Japanese HR Company Recruit has agreed to buy Glassdoor for $1.2 billion. With 59 million monthly members, Glassdoor will accelerate growth into international markets.   The deal with HR Company “Recruit” is expected to close in September 2018. Recruit also own the jobs employment website “Indeed.”

Glassdoor runs the second-largest job website in the U.S. Haitong International Japaninvest KK analyst Yushi Kawamoto mentions that Recruit has paid 7 times earnings, which was a sweet spot in the deal.

Two years ago, the company was valued at $860 million. Decisions will be made if the company will go public to raise more money. Could an IPO on the horizon for Glassdoor?
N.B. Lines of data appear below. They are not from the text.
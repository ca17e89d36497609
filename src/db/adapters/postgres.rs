//! PostgreSQL adapter backed by a sqlx connection pool.

use std::time::{Duration, Instant};

use async_trait::async_trait;
use sqlx::postgres::{PgConnectOptions, PgPool, PgPoolOptions, PgSslMode};
use tracing::debug;

use crate::db::adapter::{Adapter, TxHandle, is_row_returning, run_transaction, string_field};
use crate::db::adapters::{PlaceholderStyle, connect_error, number_placeholders};
use crate::db::builder::{PostgresBuilder, SqlBuilder};
use crate::db::ddl;
use crate::db::decode::RowToJson;
use crate::error::DbResult;
use crate::models::{
    ColumnInfo, ConnectionConfig, DatabaseType, IndexInfo, QueryParam, QueryResult,
};

/// Adapter for PostgreSQL servers.
#[derive(Clone)]
pub struct PostgresAdapter {
    id: String,
    pool: PgPool,
    builder: PostgresBuilder,
}

impl std::fmt::Debug for PostgresAdapter {
    fn fmt(&self, f: &mut std::fmt::Formatter<'_>) -> std::fmt::Result {
        f.debug_struct("PostgresAdapter")
            .field("id", &self.id)
            .finish_non_exhaustive()
    }
}

impl PostgresAdapter {
    /// Open a connection pool for `config`. Fails if the server cannot be
    /// reached or rejects the credentials.
    pub async fn connect(config: &ConnectionConfig) -> DbResult<Self> {
        let mut options = PgConnectOptions::new()
            .host(&config.host)
            .port(config.effective_port())
            .username(&config.user)
            .password(&config.password);

        if let Some(database) = &config.database {
            options = options.database(database);
        }
        if let Some(postgres) = &config.options.postgres {
            if let Some(application_name) = &postgres.application_name {
                options = options.application_name(application_name);
            }
            if let Some(search_path) = &postgres.search_path {
                options = options.options([("search_path", search_path.as_str())]);
            }
        }
        if let Some(ssl) = config.ssl {
            options = options.ssl_mode(if ssl {
                PgSslMode::Require
            } else {
                PgSslMode::Disable
            });
        }

        let pool = PgPoolOptions::new()
            .min_connections(config.pool.min_connections_or_default())
            .max_connections(config.pool.max_connections_or_default())
            .acquire_timeout(Duration::from_millis(config.connect_timeout_or_default()))
            .idle_timeout(Some(Duration::from_millis(
                config.pool.idle_timeout_or_default(),
            )))
            .connect_with(options)
            .await
            .map_err(|e| {
                connect_error(
                    DatabaseType::Postgres,
                    &config.host,
                    config.effective_port(),
                    e,
                )
            })?;

        Ok(Self {
            id: config.id.clone(),
            pool,
            builder: PostgresBuilder,
        })
    }
}

fn bind_param<'q>(
    query: sqlx::query::Query<'q, sqlx::Postgres, sqlx::postgres::PgArguments>,
    param: &'q QueryParam,
) -> sqlx::query::Query<'q, sqlx::Postgres, sqlx::postgres::PgArguments> {
    match param {
        QueryParam::Null => query.bind(None::<String>),
        QueryParam::Bool(v) => query.bind(*v),
        QueryParam::Int(v) => query.bind(*v),
        QueryParam::Float(v) => query.bind(*v),
        QueryParam::String(v) => query.bind(v.as_str()),
        QueryParam::Bytes(v) => query.bind(v.as_slice()),
    }
}

#[async_trait]
impl Adapter for PostgresAdapter {
    fn connection_id(&self) -> &str {
        &self.id
    }

    fn database_type(&self) -> DatabaseType {
        DatabaseType::Postgres
    }

    fn builder(&self) -> &dyn SqlBuilder {
        &self.builder
    }

    async fn disconnect(&self) -> DbResult<()> {
        self.pool.close().await;
        Ok(())
    }

    fn is_connected(&self) -> bool {
        !self.pool.is_closed()
    }

    async fn ping(&self) -> bool {
        match sqlx::query("SELECT 1").execute(&self.pool).await {
            Ok(_) => true,
            Err(err) => {
                debug!(connection_id = %self.id, error = %err, "PostgreSQL ping failed");
                false
            }
        }
    }

    async fn execute_query(&self, sql: &str, params: &[QueryParam]) -> DbResult<QueryResult> {
        let start = Instant::now();
        debug!(
            connection_id = %self.id,
            sql = %sql,
            param_count = params.len(),
            "Executing PostgreSQL statement"
        );

        // The driver only understands $N placeholders.
        let sql = if params.is_empty() {
            sql.to_string()
        } else {
            number_placeholders(sql, PlaceholderStyle::Dollar)
        };

        let mut query = sqlx::query(&sql);
        for param in params {
            query = bind_param(query, param);
        }

        if is_row_returning(&sql) {
            let rows = query.fetch_all(&self.pool).await?;
            let columns = rows
                .first()
                .map(|row| row.column_metadata())
                .unwrap_or_default();
            let mapped = rows.iter().map(|row| row.to_json_map()).collect();
            Ok(QueryResult {
                columns,
                rows: mapped,
                rows_affected: None,
                execution_time_ms: start.elapsed().as_millis() as u64,
            })
        } else {
            let done = query.execute(&self.pool).await?;
            Ok(QueryResult::write_result(
                done.rows_affected(),
                start.elapsed().as_millis() as u64,
            ))
        }
    }

    async fn execute_transaction(&self, statements: &[String]) -> DbResult<u64> {
        debug!(
            connection_id = %self.id,
            statement_count = statements.len(),
            "Executing PostgreSQL transaction"
        );
        let tx = self.pool.begin().await?;
        run_transaction(PgTx(tx), statements).await
    }

    /// The catalog query assembles the full statement server-side from
    /// `pg_catalog`, so use it before falling back to metadata assembly.
    async fn native_table_ddl(&self, schema: &str, table: &str) -> DbResult<Option<String>> {
        let sql = self.builder.table_ddl_query(schema, table);
        let result = self.execute_query(&sql, &[]).await?;
        let ddl = result.rows.first().and_then(|row| string_field(row, "ddl"));
        Ok(ddl)
    }

    fn build_create_table(
        &self,
        schema: &str,
        table: &str,
        columns: &[ColumnInfo],
        indexes: &[IndexInfo],
    ) -> String {
        ddl::postgres_create_table(schema, table, columns, indexes)
    }
}

struct PgTx(sqlx::Transaction<'static, sqlx::Postgres>);

impl TxHandle for PgTx {
    async fn run(&mut self, sql: &str) -> DbResult<u64> {
        let done = sqlx::query(sql).execute(&mut *self.0).await?;
        Ok(done.rows_affected())
    }

    async fn commit(self) -> DbResult<()> {
        self.0.commit().await?;
        Ok(())
    }

    async fn rollback(self) -> DbResult<()> {
        self.0.rollback().await?;
        Ok(())
    }
}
Sutter Hill Ventures, Battery Ventures, and Benchmark were early investors in Glassdoor.

Job seekers look to reviews about the companies they are applying to gain feedback and insight on a company’s culture, salary and interview styles. Glassdoor allows people to stay anonymous when posting a review about their job experience at a company they work for or previously worked for. People can give reviews as to what management can do to improve from an employee’s point of view when they have worked at a company.

Are the figures correct in the salary data that is listed on a company’s profile?   The wage speculation can be quite wide for what employees are paid in particular departments. Of course, data reflecting CEO’s compensation is more accurate as that is public data if the company is publically traded.

The company Comparably takes things a step further allowing you visualize deep data about salaries and the work culture environment. The site has many tools to use for salary data and other tools to help you comprise data for your next salary negotiation. Comparably offers visitors to their site an Infographic user survey tool with a drop-down menu in a question and answer format. The breakdowns are divided into demographics of the participants who took the survey.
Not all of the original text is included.